Do you wake up vibrant and happy or tired and frustrated? Do you control stress or does it control you? Are you giving your body the fuel it needs or robbing it of essential nutrients?
No matter how you answered these questions, there’s one thing we could all use a little more of, and that’s self-care. Use this list as a guide only and see what changes you can make to improve your environment, diet, lifestyle and outlook on life.
Believe it or not, our bodies are really great communicators. Our bodies warn us when we’re getting sick, send us queues (yawn!) when it’s time to rest and, in the form of aches and pains, can tell us loud and clear when we’ve had enough to eat. Listen to the messages your body is sending, get to know which foods make you sluggish and tired and which fill you up with energy and stick with that. Author of Eating for Beauty, David Wolfe said ‘We are the best nutritionists. I feel very strongly that the best doctor in the world, the best nutritionist in the world, is you. You actually have everything inside you, all the equipment necessary to feel if something is right for you or not.”
The book Don't Sweat the Small Stuff…and it's all Small Stuff by Richard Carlson is a terrific read for those who find themselves turning small problems into big ones. The best advice I’ve ever been given is that when you’re having a bad day and people aren’t treating you well, just think, none of us will be around in 100 years so that thought that you have right now is just that, a thought. Think about that the next time you start fixating on what you know deep down is not that important.
Whether you’re at work, in your car or talking to a friend, try to really focus on being in the moment. If you’re at work, write down the list of things you need to do for that day first thing in the morning, and then focus on completing each task one at a time. When you have too much on your plate, you tend to feel overwhelmed and you give your anxiety too much power. This is why we procrastinate because we don’t know how to prioritise our time and energy and we lose sight of the big picture.
The best part about exercise is that it’s so varied. There’s no one way is the right way. Try a little bit of everything – some yoga in the AM, a reflective walk at night, a swim in the ocean on the weekends. Try to aim for 20 minutes of exercise per day – yes, the standard rule is 30 – but sometimes this seems like a lot for people to fit in every day. Convincing yourself that you can squeeze in 20 minutes will be a lot easier than trying to plan for a half or one full hour workout. Just think about it: doing 20 minutes of exercise is a lot better than doing nothing.
Music is good for the soul. In fact, it was proven back in 2011. Music can comfort us, give us hope, inspiration and keep us motivated.
“A review of 30 previous trials involving 1,891 participants found that both formal music therapy and informally listening to music appeared to help reduce anxiety and pain, and improved quality of life for people with cancer.”*
Associate professor in the Department of Creative Arts Therapies at Drexel University’s College of Nursing and Health Professions, Joke Bradt went one step further and said: “It’s cheaper than medicine. It’s good for the body.”

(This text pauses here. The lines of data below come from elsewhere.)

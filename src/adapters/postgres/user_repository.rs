//! PostgreSQL implementation of UserRepository.

use async_trait::async_trait;
use chrono::{DateTime, Utc};
use sqlx::PgPool;
use uuid::Uuid;

use crate::domain::foundation::{DomainError, ErrorCode, Timestamp, UserId};
use crate::domain::user::{
    EnglishLevel, LearningGoal, PasswordHash, Preferences, SkillFocus, SpeakingPartner, User,
};
use crate::ports::UserRepository;

pub struct PostgresUserRepository {
    pool: PgPool,
}

impl PostgresUserRepository {
    pub fn new(pool: PgPool) -> Self {
        Self { pool }
    }
}

/// Database row representation of a user.
#[derive(Debug, sqlx::FromRow)]
struct UserRow {
    id: Uuid,
    name: String,
    email: String,
    phone: String,
    password_salt: Option<String>,
    password_hash: Option<String>,
    english_level: Option<String>,
    learning_goals: Vec<String>,
    skills_focus: Vec<String>,
    speaking_partner: Option<String>,
    created_at: DateTime<Utc>,
    updated_at: DateTime<Utc>,
}

impl TryFrom<UserRow> for User {
    type Error = DomainError;

    fn try_from(row: UserRow) -> Result<Self, Self::Error> {
        let password = match (row.password_salt, row.password_hash) {
            (Some(salt), Some(hash)) => Some(PasswordHash::from_parts(salt, hash)),
            (None, None) => None,
            _ => {
                return Err(DomainError::new(
                    ErrorCode::DatabaseError,
                    format!("User {} has a half-filled password hash", row.id),
                ))
            }
        };

        let preferences = Preferences {
            english_level: row
                .english_level
                .as_deref()
                .map(|s| parse_pref::<EnglishLevel>("english_level", s))
                .transpose()?,
            learning_goals: row
                .learning_goals
                .iter()
                .map(|s| parse_pref::<LearningGoal>("learning_goals", s))
                .collect::<Result<_, _>>()?,
            skills_focus: row
                .skills_focus
                .iter()
                .map(|s| parse_pref::<SkillFocus>("skills_focus", s))
                .collect::<Result<_, _>>()?,
            speaking_partner: row
                .speaking_partner
                .as_deref()
                .map(|s| parse_pref::<SpeakingPartner>("speaking_partner", s))
                .transpose()?,
        };

        Ok(User {
            id: UserId::from_uuid(row.id),
            name: row.name,
            email: row.email,
            phone: row.phone,
            password,
            preferences,
            created_at: Timestamp::from_datetime(row.created_at),
            updated_at: Timestamp::from_datetime(row.updated_at),
        })
    }
}

fn parse_pref<T: std::str::FromStr>(column: &str, s: &str) -> Result<T, DomainError> {
    s.parse().map_err(|_| {
        DomainError::new(
            ErrorCode::DatabaseError,
            format!("Invalid {} value: {}", column, s),
        )
    })
}

const USER_COLUMNS: &str = "id, name, email, phone, password_salt, password_hash, \
     english_level, learning_goals, skills_focus, speaking_partner, created_at, updated_at";

#[async_trait]
impl UserRepository for PostgresUserRepository {
    async fn insert(&self, user: &User) -> Result<(), DomainError> {
        sqlx::query(
            r#"
            INSERT INTO users (
                id, name, email, phone, password_salt, password_hash,
                english_level, learning_goals, skills_focus, speaking_partner,
                created_at, updated_at
            ) VALUES ($1, $2, $3, $4, $5, $6, $7, $8, $9, $10, $11, $12)
            "#,
        )
        .bind(user.id.as_uuid())
        .bind(&user.name)
        .bind(&user.email)
        .bind(&user.phone)
        .bind(user.password.as_ref().map(|p| p.salt.as_str()))
        .bind(user.password.as_ref().map(|p| p.hash.as_str()))
        .bind(user.preferences.english_level.map(|l| l.as_str()))
        .bind(goal_strings(&user.preferences))
        .bind(skill_strings(&user.preferences))
        .bind(user.preferences.speaking_partner.map(|p| p.as_str()))
        .bind(user.created_at.as_datetime())
        .bind(user.updated_at.as_datetime())
        .execute(&self.pool)
        .await
        .map_err(|e| {
            if let sqlx::Error::Database(db_err) = &e {
                if db_err.constraint() == Some("users_email_key") {
                    return DomainError::validation("email", "Email is already registered")
                        .with_detail("email", user.email.clone());
                }
            }
            DomainError::new(
                ErrorCode::DatabaseError,
                format!("Failed to insert user: {}", e),
            )
        })?;

        Ok(())
    }

    async fn find_by_id(&self, id: UserId) -> Result<Option<User>, DomainError> {
        let sql = format!("SELECT {} FROM users WHERE id = $1", USER_COLUMNS);
        let row: Option<UserRow> = sqlx::query_as(&sql)
            .bind(id.as_uuid())
            .fetch_optional(&self.pool)
            .await
            .map_err(fetch_error)?;

        row.map(User::try_from).transpose()
    }

    async fn find_by_email(&self, email: &str) -> Result<Option<User>, DomainError> {
        let sql = format!("SELECT {} FROM users WHERE email = $1", USER_COLUMNS);
        let row: Option<UserRow> = sqlx::query_as(&sql)
            .bind(email)
            .fetch_optional(&self.pool)
            .await
            .map_err(fetch_error)?;

        row.map(User::try_from).transpose()
    }

    async fn find_by_phone(&self, phone: &str) -> Result<Option<User>, DomainError> {
        let sql = format!("SELECT {} FROM users WHERE phone = $1", USER_COLUMNS);
        let row: Option<UserRow> = sqlx::query_as(&sql)
            .bind(phone)
            .fetch_optional(&self.pool)
            .await
            .map_err(fetch_error)?;

        row.map(User::try_from).transpose()
    }

    async fn update(&self, user: &User) -> Result<(), DomainError> {
        let result = sqlx::query(
            r#"
            UPDATE users SET
                name = $2,
                english_level = $3,
                learning_goals = $4,
                skills_focus = $5,
                speaking_partner = $6,
                updated_at = $7
            WHERE id = $1
            "#,
        )
        .bind(user.id.as_uuid())
        .bind(&user.name)
        .bind(user.preferences.english_level.map(|l| l.as_str()))
        .bind(goal_strings(&user.preferences))
        .bind(skill_strings(&user.preferences))
        .bind(user.preferences.speaking_partner.map(|p| p.as_str()))
        .bind(user.updated_at.as_datetime())
        .execute(&self.pool)
        .await
        .map_err(|e| {
            DomainError::new(
                ErrorCode::DatabaseError,
                format!("Failed to update user: {}", e),
            )
        })?;

        if result.rows_affected() == 0 {
            return Err(DomainError::new(
                ErrorCode::UserNotFound,
                format!("User not found: {}", user.id),
            ));
        }

        Ok(())
    }
}

fn fetch_error(e: sqlx::Error) -> DomainError {
    DomainError::new(
        ErrorCode::DatabaseError,
        format!("Failed to fetch user: {}", e),
    )
}

fn goal_strings(preferences: &Preferences) -> Vec<&'static str> {
    preferences.learning_goals.iter().map(|g| g.as_str()).collect()
}

fn skill_strings(preferences: &Preferences) -> Vec<&'static str> {
    preferences.skills_focus.iter().map(|s| s.as_str()).collect()
}
//! Adapters - infrastructure implementations of the ports.

pub mod gateway;
pub mod http;
pub mod postgres;
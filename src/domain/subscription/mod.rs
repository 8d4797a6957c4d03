//! Subscription domain: recurring plan access, auto-pay and renewals.

mod aggregate;
mod errors;
mod status;

pub use aggregate::{Subscription, GRACE_PERIOD_DAYS};
pub use errors::SubscriptionError;
pub use status::SubscriptionStatus;
//! Request/response DTOs for subscription endpoints.

use serde::{Deserialize, Serialize};

use crate::adapters::http::payment::PaymentResponse;
use crate::domain::subscription::{Subscription, SubscriptionStatus};

#[derive(Debug, Clone, Deserialize)]
pub struct CreateSubscriptionRequest {
    pub plan_id: String,
    #[serde(default)]
    pub enable_auto_pay: bool,
}

#[derive(Debug, Clone, Deserialize)]
pub struct ProcessRenewalRequest {
    pub gateway_payment_id: String,
}

#[derive(Debug, Clone, Deserialize)]
pub struct RenewalFailedRequest {
    pub failure_reason: String,
}

#[derive(Debug, Clone, Deserialize)]
pub struct UpcomingRenewalsQuery {
    #[serde(default = "default_days_ahead")]
    pub days_ahead: u32,
}

fn default_days_ahead() -> u32 {
    7
}

#[derive(Debug, Clone, Serialize)]
pub struct SubscriptionResponse {
    pub id: String,
    pub plan_id: String,
    pub status: SubscriptionStatus,
    pub auto_pay: bool,
    pub next_billing_date: String,
    #[serde(skip_serializing_if = "Option::is_none")]
    pub grace_until: Option<String>,
    pub created_at: String,
}

impl From<Subscription> for SubscriptionResponse {
    fn from(subscription: Subscription) -> Self {
        Self {
            id: subscription.id.to_string(),
            plan_id: subscription.plan_id.to_string(),
            status: subscription.status,
            auto_pay: subscription.auto_pay,
            next_billing_date: subscription.next_billing_date.as_datetime().to_rfc3339(),
            grace_until: subscription
                .grace_until
                .map(|t| t.as_datetime().to_rfc3339()),
            created_at: subscription.created_at.as_datetime().to_rfc3339(),
        }
    }
}

#[derive(Debug, Clone, Serialize)]
pub struct RenewalResponse {
    pub subscription: SubscriptionResponse,
    #[serde(skip_serializing_if = "Option::is_none")]
    pub payment: Option<PaymentResponse>,
    pub already_processed: bool,
}

/// One subscription due for charging, flattened for the billing caller.
#[derive(Debug, Clone, Serialize)]
pub struct UpcomingRenewalResponse {
    pub subscription_id: String,
    pub user_id: String,
    pub plan_id: String,
    pub next_billing_date: String,
}

impl From<Subscription> for UpcomingRenewalResponse {
    fn from(subscription: Subscription) -> Self {
        Self {
            subscription_id: subscription.id.to_string(),
            user_id: subscription.user_id.to_string(),
            plan_id: subscription.plan_id.to_string(),
            next_billing_date: subscription.next_billing_date.as_datetime().to_rfc3339(),
        }
    }
}

#[derive(Debug, Clone, Serialize)]
pub struct UpcomingRenewalsResponse {
    pub renewals: Vec<UpcomingRenewalResponse>,
}

#[cfg(test)]
mod tests {
    use super::*;
    use crate::domain::foundation::{PlanId, SubscriptionId, UserId};

    #[test]
    fn create_request_defaults_auto_pay_off() {
        let json = r#"{"plan_id":"b4c0ffee-0000-4000-8000-000000000000"}"#;
        let req: CreateSubscriptionRequest = serde_json::from_str(json).unwrap();
        assert!(!req.enable_auto_pay);
    }

    #[test]
    fn subscription_response_uses_snake_case_status() {
        let subscription = Subscription::create(
            SubscriptionId::new(),
            UserId::new(),
            PlanId::new(),
            12,
            None,
        );
        let json = serde_json::to_string(&SubscriptionResponse::from(subscription)).unwrap();
        assert!(json.contains("\"status\":\"active\""));
        assert!(!json.contains("grace_until"));
    }
}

Basically, the five people we spend the most time with can really influence us. Who are the five people in your life? Make sure the people in your boat are positive and supportive. If you surround yourself with people who often mock, criticise and complain, you’ll end up over on their sinking ship. If you’re stuck with a colleague who is all these things, try to distance yourself. Don’t respond to their ‘woe is me’ attitude because they will start dragging you down too. It’s best to end the conversation quickly and find someone at the company that feels the same way you do – positive.
When you eat nutrient-poor food, your body doesn’t get all it needs to stay healthy. It instinctively knows this and craves more and more food in order to get what it needs. When you give in to these cravings and continue to eat calorie-rich, nutritionally poor foods, you gain weight. The more excess weight you carry, the more capacity you have for storing things like pesticides and other synthetic chemicals in your body. Just think the more chemicals that are in your body, the greater the risk of your health declining.
How often have you said to yourself ‘Diet starts tomorrow!’ First of all, no diet can ever bring you happiness so I’d suggest you give up on that idea. Diets are designed to fail that’s why there’s a new diet book on the shelf every day. Instead, learn to be kind to yourself. If you eat some chocolate, don’t beat yourself up. Slow down, enjoy the taste and be mindful of the fact that you’re now eating some chocolate. Start incorporating things like meditation or affirmations into your daily routine to remind yourself to slow down, be positive and present. Surround yourself with people who appreciate you and read something uplifting.
Ensure you’re getting between 7 and 9 hours of sleep each night. Cut down on the caffeine, clear the clutter around you and keep that TV (and all technology) outside the bedroom.
Visualise what you want and get it! That’s the theory behind a Vision Board (otherwise known as a Dream Board). Collect images and quotes that inspire you and display them in a central place so you are forced to see it all the time.